Сначала это были лишь едва различимые точки, двигавшиеся по гребню дальнего холма. Конные татары осторожно спускались по склонам, изучая местность вокруг города. Их кони, привычные к долгим переходам, фыркали и били копытами, поднимая небольшие облачка пыли. Вскоре количество всадников увеличилось до десятков и сотен. Над степью поднялось огромное пылевое облако, которое медленно приближалось к Кашлыку, застилая собой половину неба. Ветер доносил отдалённый гул — смесь топота тысяч копыт, скрипа колёс, людского гомона и ржания лошадей.
Когда основные силы приблизились достаточно, чтобы можно было различить отдельные части войска, картина предстала во всём своём устрашающем величии. Длинная колонна растянулась на несколько вёрст, извиваясь подобно огромному змею по степной дороге. Впереди двигалась лёгкая конница — татарские всадники в кожаных доспехах, вооружённые луками и саблями. За ними следовали отряды тяжёлой кавалерии. Пешее войско шло плотными рядами. Позади тянулись бесконечные обозы — сотни телег и повозок, гружённых провиантом, оружием, вещами.
Численность войска поражала воображение. Около десяти тысяч человек — целое море людей, лошадей и повозок — неумолимо приближалось к стенам города. Воины шли отряд за отрядом, знамёна развевались на ветру, оружие блестело под весенним солнцем.

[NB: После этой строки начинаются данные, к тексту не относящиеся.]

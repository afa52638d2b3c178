// Copyright (c) 2025 Erick Bourgeois, firestoned
// SPDX-License-Identifier: MIT

//! Unit tests for in-process package validation rules.

#[cfg(test)]
mod tests {
    use crate::crd::{
        CloudType, NetworkFunctionSpec, NetworkFunctionType, PlacementDecision, PlacementHints,
        QosProfile, ResourceRequirements, SliceType,
    };
    use crate::errors::IntentError;
    use crate::package::functions::render_function_package;
    use crate::package::validation::run_rules;
    use crate::package::QosContext;

    const GENERATED_AT: &str = "2025-06-01T00:00:00Z";

    fn rendered_gnb() -> crate::package::Package {
        let spec = NetworkFunctionSpec {
            r#type: NetworkFunctionType::Gnb,
            placement: PlacementHints {
                cloud_type: Some(CloudType::Edge),
                ..Default::default()
            },
            resources: ResourceRequirements {
                cpu_cores: 2.0,
                memory_gb: 4.0,
                storage_gb: 10.0,
            },
            config: None,
        };
        let decision = PlacementDecision {
            function: NetworkFunctionType::Gnb,
            site: "site-a".to_string(),
            cluster: "edge01".to_string(),
            score: 80.0,
            constraints_met: true,
            justification: vec![],
        };
        let qos = QosContext::from_profile(&QosProfile {
            bandwidth: "10Mbps".to_string(),
            latency: "5ms".to_string(),
            reliability: None,
            slice_type: Some(SliceType::Embb),
        })
        .unwrap();

        render_function_package("slice-01", &spec, &decision, &qos, GENERATED_AT).unwrap()
    }

    #[test]
    fn test_well_formed_package_passes_all_rules() {
        let mut package = rendered_gnb();
        assert!(run_rules(&mut package).is_ok());
        assert!(package.render_status.rendered);
        assert!(package.render_status.errors.is_empty());
    }

    #[test]
    fn test_missing_label_fails_required_labels() {
        let mut package = rendered_gnb();
        // Strip the slice label from the deployment
        let deployment = package
            .resources
            .iter_mut()
            .find(|r| r.kind() == "Deployment")
            .unwrap();
        deployment.manifest["metadata"]["labels"]
            .as_object_mut()
            .unwrap()
            .remove("oran.io/slice");

        let err = run_rules(&mut package).unwrap_err();
        match &err {
            IntentError::ValidationRule { rule, .. } => assert_eq!(rule, "required-labels"),
            other => panic!("expected ValidationRule, got {other:?}"),
        }
        assert!(!package.render_status.rendered);
        assert!(!package.render_status.errors.is_empty());
        assert!(!err.is_transient());
    }

    #[test]
    fn test_missing_qos_annotation_fails() {
        let mut package = rendered_gnb();
        let service = package
            .resources
            .iter_mut()
            .find(|r| r.kind() == "Service")
            .unwrap();
        service.manifest["metadata"]["annotations"]
            .as_object_mut()
            .unwrap()
            .remove("oran.io/qos-class");

        let err = run_rules(&mut package).unwrap_err();
        match err {
            IntentError::ValidationRule { rule, .. } => assert_eq!(rule, "qos-annotations"),
            other => panic!("expected ValidationRule, got {other:?}"),
        }
    }

    #[test]
    fn test_missing_limits_fails_resource_limits() {
        let mut package = rendered_gnb();
        let deployment = package
            .resources
            .iter_mut()
            .find(|r| r.kind() == "Deployment")
            .unwrap();
        deployment.manifest["spec"]["template"]["spec"]["containers"][0]["resources"]
            .as_object_mut()
            .unwrap()
            .remove("limits");

        let err = run_rules(&mut package).unwrap_err();
        match err {
            IntentError::ValidationRule { rule, .. } => assert_eq!(rule, "resource-limits"),
            other => panic!("expected ValidationRule, got {other:?}"),
        }
    }

    #[test]
    fn test_missing_port_fails_function_ports() {
        let mut package = rendered_gnb();
        let service = package
            .resources
            .iter_mut()
            .find(|r| r.kind() == "Service")
            .unwrap();
        // Drop the NGAP port from the service
        let ports = service.manifest["spec"]["ports"].as_array_mut().unwrap();
        ports.retain(|p| p["port"] != 38412);

        let err = run_rules(&mut package).unwrap_err();
        match &err {
            IntentError::ValidationRule { rule, reason, .. } => {
                assert_eq!(rule, "function-ports");
                assert!(reason.contains("38412"), "reason: {reason}");
            }
            other => panic!("expected ValidationRule, got {other:?}"),
        }
    }
}
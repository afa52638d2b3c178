// Copyright (c) 2025 Erick Bourgeois, firestoned
// SPDX-License-Identifier: MIT

//! Client for the external site inventory service.
//!
//! The inventory service owns the catalog of physical sites: their
//! coordinates, cloud tier, declared capacity and latency class. The planner
//! treats a snapshot of this catalog as immutable for the duration of a
//! Planning pass.

use crate::constants::INVENTORY_CALL_TIMEOUT;
use crate::errors::IntentError;
use crate::labels::SITE_CLUSTER_LABEL;
use async_trait::async_trait;
use serde::{Deserialize, Serialize};
use std::collections::BTreeMap;
use tracing::debug;

/// Geographic coordinates of a site.
#[derive(Clone, Copy, Debug, Default, PartialEq, Serialize, Deserialize)]
#[serde(rename_all = "camelCase")]
pub struct Coordinates {
    pub latitude: f64,
    pub longitude: f64,
}

/// Declared capacity vector of a site.
#[derive(Clone, Copy, Debug, Default, PartialEq, Serialize, Deserialize)]
#[serde(rename_all = "camelCase")]
pub struct SiteCapacity {
    pub cpu_cores: f64,
    pub memory_gb: f64,
    pub storage_gb: f64,
    pub bandwidth_mbps: f64,
}

/// A physical site as reported by the inventory service.
#[derive(Clone, Debug, Default, PartialEq, Serialize, Deserialize)]
#[serde(rename_all = "camelCase")]
pub struct Site {
    /// Stable site identifier; also the placement tie-breaker.
    pub id: String,

    /// Human-readable site name.
    pub name: String,

    /// Cloud tier: "edge", "regional" or "central".
    pub cloud_type: String,

    /// Geographic location.
    pub coordinates: Coordinates,

    /// Declared capacity.
    pub capacity: SiteCapacity,

    /// Observed latency class in milliseconds.
    pub latency_class_ms: f64,

    /// Free-form site labels; carries region/zone and the hosting cluster.
    #[serde(default)]
    pub labels: BTreeMap<String, String>,
}

impl Site {
    /// The workload cluster hosting this site, read from the site labels.
    /// A site without a hosting cluster cannot receive packages.
    #[must_use]
    pub fn cluster(&self) -> Option<&str> {
        self.labels.get(SITE_CLUSTER_LABEL).map(String::as_str)
    }

    /// Region label, when declared.
    #[must_use]
    pub fn region(&self) -> Option<&str> {
        self.labels
            .get("topology.kubernetes.io/region")
            .map(String::as_str)
    }

    /// Zone label, when declared.
    #[must_use]
    pub fn zone(&self) -> Option<&str> {
        self.labels
            .get("topology.kubernetes.io/zone")
            .map(String::as_str)
    }
}

/// Access to the external inventory service.
#[async_trait]
pub trait InventoryService: Send + Sync {
    /// List every site currently available for placement.
    ///
    /// # Errors
    ///
    /// Returns [`IntentError::InventoryUnavailable`] when the service cannot
    /// be reached or replies with an error.
    async fn list_available_sites(&self) -> Result<Vec<Site>, IntentError>;
}

/// HTTP implementation of [`InventoryService`].
pub struct HttpInventoryClient {
    http_client: reqwest::Client,
    base_url: String,
}

#[derive(Deserialize)]
struct ListSitesResponse {
    sites: Vec<Site>,
}

impl HttpInventoryClient {
    /// Create a client for the inventory service at `base_url`.
    #[must_use]
    pub fn new(http_client: reqwest::Client, base_url: &str) -> Self {
        Self {
            http_client,
            base_url: base_url.trim_end_matches('/').to_string(),
        }
    }
}

#[async_trait]
impl InventoryService for HttpInventoryClient {
    async fn list_available_sites(&self) -> Result<Vec<Site>, IntentError> {
        let url = format!("{}/api/v1/sites", self.base_url);
        debug!(url = %url, "Querying inventory for available sites");

        let response = self
            .http_client
            .get(&url)
            .timeout(INVENTORY_CALL_TIMEOUT)
            .send()
            .await
            .map_err(|e| IntentError::InventoryUnavailable {
                reason: e.to_string(),
            })?;

        if !response.status().is_success() {
            return Err(IntentError::InventoryUnavailable {
                reason: format!("inventory returned HTTP {}", response.status()),
            });
        }

        let body: ListSitesResponse =
            response
                .json()
                .await
                .map_err(|e| IntentError::InventoryUnavailable {
                    reason: format!("malformed inventory response: {e}"),
                })?;

        debug!(count = body.sites.len(), "Inventory returned sites");
        Ok(body.sites)
    }
}

#[cfg(test)]
#[path = "inventory_tests.rs"]
mod inventory_tests;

Когда войско подошло достаточно близко к городу, началась настоящая демонстрация силы. Загремели барабаны — сначала один, потом десятки, сотни. Их ритмичный бой разносился над степью, отражаясь от городских стен. Заревели боевые трубы, их пронзительный звук резал воздух. Подняли высоко вверх ханские штандарты — шёлковые полотнища с вышитыми золотом символами власти развевались на длинных древках. Знаменосцы гордо несли их впереди отрядов. Это был не просто военный марш — это был спектакль, призванный показать всю мощь ханского войска, продемонстрировать, что сам правитель Сибирского ханства прибыл со своей армией.

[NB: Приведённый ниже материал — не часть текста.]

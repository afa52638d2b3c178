// Copyright (c) 2025 Erick Bourgeois, firestoned
// SPDX-License-Identifier: MIT

//! Unit tests for Kptfile pipeline construction.

#[cfg(test)]
mod tests {
    use crate::crd::NetworkFunctionType;
    use crate::package::kptfile::{build_kptfile, SetterContext};

    fn gnb_context<'a>() -> SetterContext<'a> {
        SetterContext {
            intent_name: "slice-urllc-001",
            function: Some(NetworkFunctionType::Gnb),
            site: "site-tokyo-01",
            cluster: "edge01-tokyo",
            cloud_type: "edge",
            namespace: "slice-urllc-001-gnb",
            bandwidth: "100Mbps",
            latency: "1ms",
            qos_class: "ultra-low-latency",
        }
    }

    #[test]
    fn test_kptfile_schema_fields() {
        let kptfile = build_kptfile("slice-urllc-001-gnb", "gNB workload", &gnb_context());
        assert_eq!(kptfile.api_version, "kpt.dev/v1");
        assert_eq!(kptfile.kind, "Kptfile");
        assert_eq!(kptfile.metadata.name, "slice-urllc-001-gnb");
        assert_eq!(kptfile.inventory.namespace, "slice-urllc-001-gnb");
    }

    #[test]
    fn test_mutator_order() {
        let kptfile = build_kptfile("slice-urllc-001-gnb", "gNB workload", &gnb_context());
        let images: Vec<&str> = kptfile
            .pipeline
            .mutators
            .iter()
            .map(|m| m.image.as_str())
            .collect();

        assert_eq!(images.len(), 5);
        assert!(images[0].contains("apply-setters"));
        assert!(images[1].contains("set-namespace"));
        assert!(images[2].contains("set-labels"));
        assert!(images[3].contains("set-annotations"));
        assert!(images[4].contains("apply-replacements"));
    }

    #[test]
    fn test_setters_carry_the_variable_bundle() {
        let kptfile = build_kptfile("slice-urllc-001-gnb", "gNB workload", &gnb_context());
        let setters = &kptfile.pipeline.mutators[0].config_map;
        assert_eq!(setters.get("intent").map(String::as_str), Some("slice-urllc-001"));
        assert_eq!(setters.get("site").map(String::as_str), Some("site-tokyo-01"));
        assert_eq!(setters.get("cluster").map(String::as_str), Some("edge01-tokyo"));
        assert_eq!(setters.get("vnf-type").map(String::as_str), Some("gnb"));
        assert_eq!(setters.get("qos-latency").map(String::as_str), Some("1ms"));
    }

    #[test]
    fn test_annotations_mutator_carries_qos() {
        let kptfile = build_kptfile("slice-urllc-001-gnb", "gNB workload", &gnb_context());
        let annotations = &kptfile.pipeline.mutators[3].config_map;
        assert_eq!(
            annotations.get("oran.io/qos-class").map(String::as_str),
            Some("ultra-low-latency")
        );
        assert_eq!(
            annotations.get("oran.io/qos-bandwidth").map(String::as_str),
            Some("100Mbps")
        );
    }

    #[test]
    fn test_validators_include_strict_schema_check() {
        let kptfile = build_kptfile("slice-urllc-001-gnb", "gNB workload", &gnb_context());
        let validators = &kptfile.pipeline.validators;
        assert_eq!(validators.len(), 3);
        assert!(validators[0].image.contains("kubeval"));
        assert_eq!(validators[0].config_map.get("strict").map(String::as_str), Some("true"));
        assert!(validators[1].image.contains("domain-validator"));
        assert!(validators[2].image.contains("required-labels"));
    }

    #[test]
    fn test_non_function_package_skips_replacements() {
        let mut ctx = gnb_context();
        ctx.function = None;
        let kptfile = build_kptfile("slice-urllc-001-slice", "orchestration", &ctx);
        assert!(kptfile
            .pipeline
            .mutators
            .iter()
            .all(|m| !m.image.contains("apply-replacements")));
    }

    #[test]
    fn test_kptfile_serializes_camel_case() {
        let kptfile = build_kptfile("slice-urllc-001-gnb", "gNB workload", &gnb_context());
        let json = serde_json::to_value(&kptfile).unwrap();
        assert_eq!(json["apiVersion"], "kpt.dev/v1");
        assert!(json["pipeline"]["mutators"].is_array());
        assert!(json["inventory"]["inventoryId"].is_string());
    }
}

Кучум, восседавший на черном коне в окружении своей гвардии, мрачно смотрел вперед. Затем хан поднял руку, и войско начало останавливаться. Место для лагеря было выбрано достаточно близко, но вне досягаемости городских пушек. Справа и слева от выбранного места темнели леса. Пространство между лесными массивами представляло собой хорошую площадку для размещения огромного войска.

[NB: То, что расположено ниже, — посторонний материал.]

// Copyright (c) 2025 Erick Bourgeois, firestoned
// SPDX-License-Identifier: MIT

//! Integration tests for the package publisher against a mocked
//! package-revision service.

use nephio_adapter::crd::{
    CloudType, NetworkFunctionSpec, NetworkFunctionType, NetworkSliceIntent,
    NetworkSliceIntentSpec, PlacementDecision, PlacementHints, QosProfile, ResourceRequirements,
    SliceType,
};
use nephio_adapter::package::{materialize, Package};
use nephio_adapter::porch::{
    HttpPorchClient, PackagePublisher, PackageRevisionService, LIFECYCLE_PUBLISHED,
};
use serde_json::json;
use wiremock::matchers::{method, path, path_regex};
use wiremock::{Mock, MockServer, ResponseTemplate};

const GENERATED_AT: &str = "2025-06-01T00:00:00Z";

fn embb_intent() -> NetworkSliceIntent {
    NetworkSliceIntent::new(
        "slice-embb-001",
        NetworkSliceIntentSpec {
            intent: "video slice".to_string(),
            qos_profile: QosProfile {
                bandwidth: "4.5Mbps".to_string(),
                latency: "10ms".to_string(),
                reliability: None,
                slice_type: Some(SliceType::Embb),
            },
            network_functions: vec![NetworkFunctionSpec {
                r#type: NetworkFunctionType::Gnb,
                placement: PlacementHints {
                    cloud_type: Some(CloudType::Edge),
                    ..Default::default()
                },
                resources: ResourceRequirements {
                    cpu_cores: 2.0,
                    memory_gb: 4.0,
                    storage_gb: 10.0,
                },
                config: None,
            }],
            deployment_strategy: None,
            target_clusters: Some(vec!["edge01-tokyo".to_string()]),
        },
    )
}

fn rendered_packages() -> Vec<Package> {
    let decisions = vec![PlacementDecision {
        function: NetworkFunctionType::Gnb,
        site: "site-tokyo-01".to_string(),
        cluster: "edge01-tokyo".to_string(),
        score: 90.0,
        constraints_met: true,
        justification: vec![],
    }];
    materialize(&embb_intent(), &decisions, GENERATED_AT).unwrap()
}

fn porch_client(server: &MockServer) -> HttpPorchClient {
    HttpPorchClient::new(reqwest::Client::new(), &server.uri())
}

/// Mount the happy-path lifecycle mocks for every revision: create succeeds,
/// uploads succeed, propose/approve succeed, and status polls walk
/// Draft → Proposed → Published.
async fn mount_happy_lifecycle(server: &MockServer) {
    Mock::given(method("POST"))
        .and(path_regex(r"^/api/v1/repositories/[^/]+/packagerevisions$"))
        .respond_with(|req: &wiremock::Request| {
            let body: serde_json::Value = req.body_json().unwrap();
            ResponseTemplate::new(201).set_body_json(body)
        })
        .mount(server)
        .await;

    Mock::given(method("PUT"))
        .and(path_regex(r"^/api/v1/packagerevisions/[^/]+/resources$"))
        .respond_with(ResponseTemplate::new(200))
        .mount(server)
        .await;

    Mock::given(method("POST"))
        .and(path_regex(r"^/api/v1/packagerevisions/[^/]+/(propose|approve)$"))
        .respond_with(ResponseTemplate::new(200))
        .mount(server)
        .await;

    // Status polls walk each revision Proposed → Published: the first poll
    // per name answers the propose wait, later polls answer the approve wait.
    let poll_counts: std::sync::Arc<std::sync::Mutex<std::collections::HashMap<String, u32>>> =
        std::sync::Arc::default();
    Mock::given(method("GET"))
        .and(path_regex(r"^/api/v1/packagerevisions/[^/]+$"))
        .respond_with(move |req: &wiremock::Request| {
            let name = req
                .url
                .path()
                .rsplit('/')
                .next()
                .unwrap_or_default()
                .to_string();
            let mut counts = poll_counts.lock().unwrap();
            let count = counts.entry(name.clone()).and_modify(|c| *c += 1).or_insert(1);
            let lifecycle = if *count == 1 { "Proposed" } else { "Published" };
            ResponseTemplate::new(200).set_body_json(json!({
                "name": name,
                "repository": name.split('.').next().unwrap_or_default(),
                "packageName": name.split('.').nth(1).unwrap_or_default(),
                "revision": "v1",
                "workspaceName": "main",
                "lifecycle": lifecycle,
                "ready": true
            }))
        })
        .mount(server)
        .await;
}

#[tokio::test]
async fn test_publish_all_creates_one_revision_per_package() {
    let server = MockServer::start().await;
    mount_happy_lifecycle(&server).await;

    let packages = rendered_packages();
    // 1 function + 1 orchestration + 1 sync-wiring
    assert_eq!(packages.len(), 3);

    let client = porch_client(&server);
    let publisher = PackagePublisher::new(&client, "mano-management");
    let outcome = publisher.publish_all(&packages).await.unwrap();

    assert_eq!(outcome.revisions.len(), 3);
    let repos: Vec<&str> = outcome
        .revisions
        .iter()
        .map(|r| r.repository.as_str())
        .collect();
    assert!(repos.contains(&"edge01-tokyo"));
    assert!(repos.contains(&"mano-management"));
}

/// S5: revision create fails transiently twice, then succeeds. The phase
/// outcome is success, the backoff is observable in elapsed time (2 s + 4 s
/// schedule, ±20% jitter), and the revision lands in the outcome.
#[tokio::test]
async fn test_create_retries_transient_errors_with_backoff() {
    let server = MockServer::start().await;

    Mock::given(method("POST"))
        .and(path("/api/v1/repositories/edge01-tokyo/packagerevisions"))
        .respond_with(ResponseTemplate::new(503))
        .up_to_n_times(2)
        .mount(&server)
        .await;

    mount_happy_lifecycle(&server).await;

    let packages: Vec<Package> = rendered_packages()
        .into_iter()
        .filter(|p| p.metadata.name == "slice-embb-001-gnb")
        .collect();

    let client = porch_client(&server);
    let publisher = PackagePublisher::new(&client, "mano-management");

    let started = std::time::Instant::now();
    let outcome = publisher.publish_all(&packages).await.unwrap();
    let elapsed = started.elapsed();

    assert!(
        elapsed >= std::time::Duration::from_secs(4),
        "backoff must be observable, got {elapsed:?}"
    );
    assert!(outcome.failure.is_none());
    assert_eq!(outcome.revisions.len(), 1);
    assert_eq!(outcome.revisions[0].package_name, "slice-embb-001-gnb");
}

/// A revision stuck after propose is a warning, not a failure: the outcome
/// still carries the revision, in Draft.
#[tokio::test]
async fn test_propose_failure_is_a_warning_not_an_error() {
    let server = MockServer::start().await;

    Mock::given(method("POST"))
        .and(path_regex(r"^/api/v1/repositories/[^/]+/packagerevisions$"))
        .respond_with(|req: &wiremock::Request| {
            let body: serde_json::Value = req.body_json().unwrap();
            ResponseTemplate::new(201).set_body_json(body)
        })
        .mount(&server)
        .await;
    Mock::given(method("PUT"))
        .and(path_regex(r"^/api/v1/packagerevisions/[^/]+/resources$"))
        .respond_with(ResponseTemplate::new(200))
        .mount(&server)
        .await;
    Mock::given(method("POST"))
        .and(path_regex(r"^/api/v1/packagerevisions/[^/]+/propose$"))
        .respond_with(ResponseTemplate::new(500))
        .mount(&server)
        .await;

    let packages: Vec<Package> = rendered_packages()
        .into_iter()
        .filter(|p| p.metadata.name == "slice-embb-001-gnb")
        .collect();

    let client = porch_client(&server);
    let publisher = PackagePublisher::new(&client, "mano-management");
    let outcome = publisher.publish_all(&packages).await.unwrap();

    assert_eq!(outcome.revisions.len(), 1);
    assert_eq!(outcome.revisions[0].lifecycle, "Draft");
    assert_eq!(outcome.warnings.len(), 1);
    assert!(outcome.warnings[0].contains("stuck in Draft"));
}

/// A missing repository fails cleanly: the publisher does not create
/// repositories.
#[tokio::test]
async fn test_missing_repository_is_fatal() {
    let server = MockServer::start().await;

    Mock::given(method("POST"))
        .and(path_regex(r"^/api/v1/repositories/[^/]+/packagerevisions$"))
        .respond_with(ResponseTemplate::new(404))
        .mount(&server)
        .await;

    let packages: Vec<Package> = rendered_packages()
        .into_iter()
        .filter(|p| p.metadata.name == "slice-embb-001-gnb")
        .collect();

    let client = porch_client(&server);
    let publisher = PackagePublisher::new(&client, "mano-management");
    let outcome = publisher.publish_all(&packages).await.unwrap();

    let err = outcome.failure.expect("create against a missing repository must fail");
    assert_eq!(err.reason(), "RevisionCreateError");
    assert!(err.to_string().contains("edge01-tokyo"));
    assert!(outcome.revisions.is_empty(), "nothing landed, nothing recorded");
}

/// S4 (revision half): deletion moves each revision to DeletionStart and
/// removes it; an already-absent revision counts as deleted.
#[tokio::test]
async fn test_delete_revisions_is_idempotent() {
    let server = MockServer::start().await;

    Mock::given(method("PUT"))
        .and(path("/api/v1/packagerevisions/edge01-tokyo.slice-embb-001-gnb.main"))
        .respond_with(ResponseTemplate::new(200))
        .expect(1)
        .mount(&server)
        .await;
    Mock::given(method("DELETE"))
        .and(path("/api/v1/packagerevisions/edge01-tokyo.slice-embb-001-gnb.main"))
        .respond_with(ResponseTemplate::new(404))
        .expect(1)
        .mount(&server)
        .await;

    let client = porch_client(&server);
    let publisher = PackagePublisher::new(&client, "mano-management");
    let refs = vec![nephio_adapter::crd::PackageRevisionRef {
        repository: "edge01-tokyo".to_string(),
        package_name: "slice-embb-001-gnb".to_string(),
        revision: "v1".to_string(),
        workspace: "main".to_string(),
        lifecycle: LIFECYCLE_PUBLISHED.to_string(),
    }];

    publisher.delete_revisions(&refs).await.unwrap();
}

/// The create call uploads the full revision record the publisher derived.
#[tokio::test]
async fn test_create_carries_deterministic_revision_name() {
    let server = MockServer::start().await;
    mount_happy_lifecycle(&server).await;

    let packages: Vec<Package> = rendered_packages()
        .into_iter()
        .filter(|p| p.metadata.name == "slice-embb-001-gnb")
        .collect();

    let client = porch_client(&server);
    let publisher = PackagePublisher::new(&client, "mano-management");
    publisher.publish_all(&packages).await.unwrap();

    let requests = server.received_requests().await.unwrap();
    let create = requests
        .iter()
        .find(|r| r.method.as_str() == "POST" && r.url.path().ends_with("/packagerevisions"))
        .expect("create request");
    let body: serde_json::Value = create.body_json().unwrap();
    assert_eq!(body["name"], "edge01-tokyo.slice-embb-001-gnb.main");
    assert_eq!(body["lifecycle"], "Draft");
    assert_eq!(body["workspaceName"], "main");
}

/// Direct service-level check: propose and approve hit the lifecycle verbs.
#[tokio::test]
async fn test_client_lifecycle_verbs() {
    let server = MockServer::start().await;

    Mock::given(method("POST"))
        .and(path("/api/v1/packagerevisions/r1/propose"))
        .respond_with(ResponseTemplate::new(200))
        .expect(1)
        .mount(&server)
        .await;
    Mock::given(method("POST"))
        .and(path("/api/v1/packagerevisions/r1/approve"))
        .respond_with(ResponseTemplate::new(200))
        .expect(1)
        .mount(&server)
        .await;

    let client = porch_client(&server);
    client.propose("r1").await.unwrap();
    client.publish("r1").await.unwrap();
}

Разбивка лагеря происходила спокойно, без суеты. Военачальники отводили свои отряды на заранее определённые места. Первым делом выставили сторожевые посты по всему периметру будущего лагеря. Дозорные заняли позиции в лесу и близ Кашлыка, конные разъезды начали патрулирование окрестностей. Никто не должен был приблизиться к стану незамеченным.
В центре лагеря начали устанавливать ханский шатёр — огромное сооружение из плотной ткани, способное вместить несколько десятков человек. Слуги разворачивали тяжёлое полотнище, вбивали в землю массивные колья, натягивали канаты. Над входом водрузили ханские знамёна — символ присутствия самого правителя. Внутри расстелили ковры, установили низкие столики, разложили подушки для сидения. Это был не просто военный шатёр — это был передвижной дворец, откуда Кучум будет руководить осадой.
Вокруг ханского шатра начали вырастать жилища знати. Богатые мурзы и беки привезли с собой собственные шатры, пусть и меньшие по размеру, но также богато украшенные. Их слуги суетились, устанавливая жилища своих господ, раскладывая ковры, развешивая знамена. Отдельным кварталом расположились круглые юрты — традиционные жилища степняков, покрытые войлоком. Они стояли правильными рядами, образуя улицы импровизированного военного города.
Простые воины обустраивались кто как мог. Те, кто побогаче, ставили небольшие палатки из грубой ткани или кожи. Другие натягивали простые навесы между вбитыми в землю кольями, создавая хотя бы минимальную защиту от непогоды. Многие сооружали примитивные шалаши из веток и травы, используя подручные материалы. Целые отряды размещались под открытым небом, расстелив на земле войлочные кошмы.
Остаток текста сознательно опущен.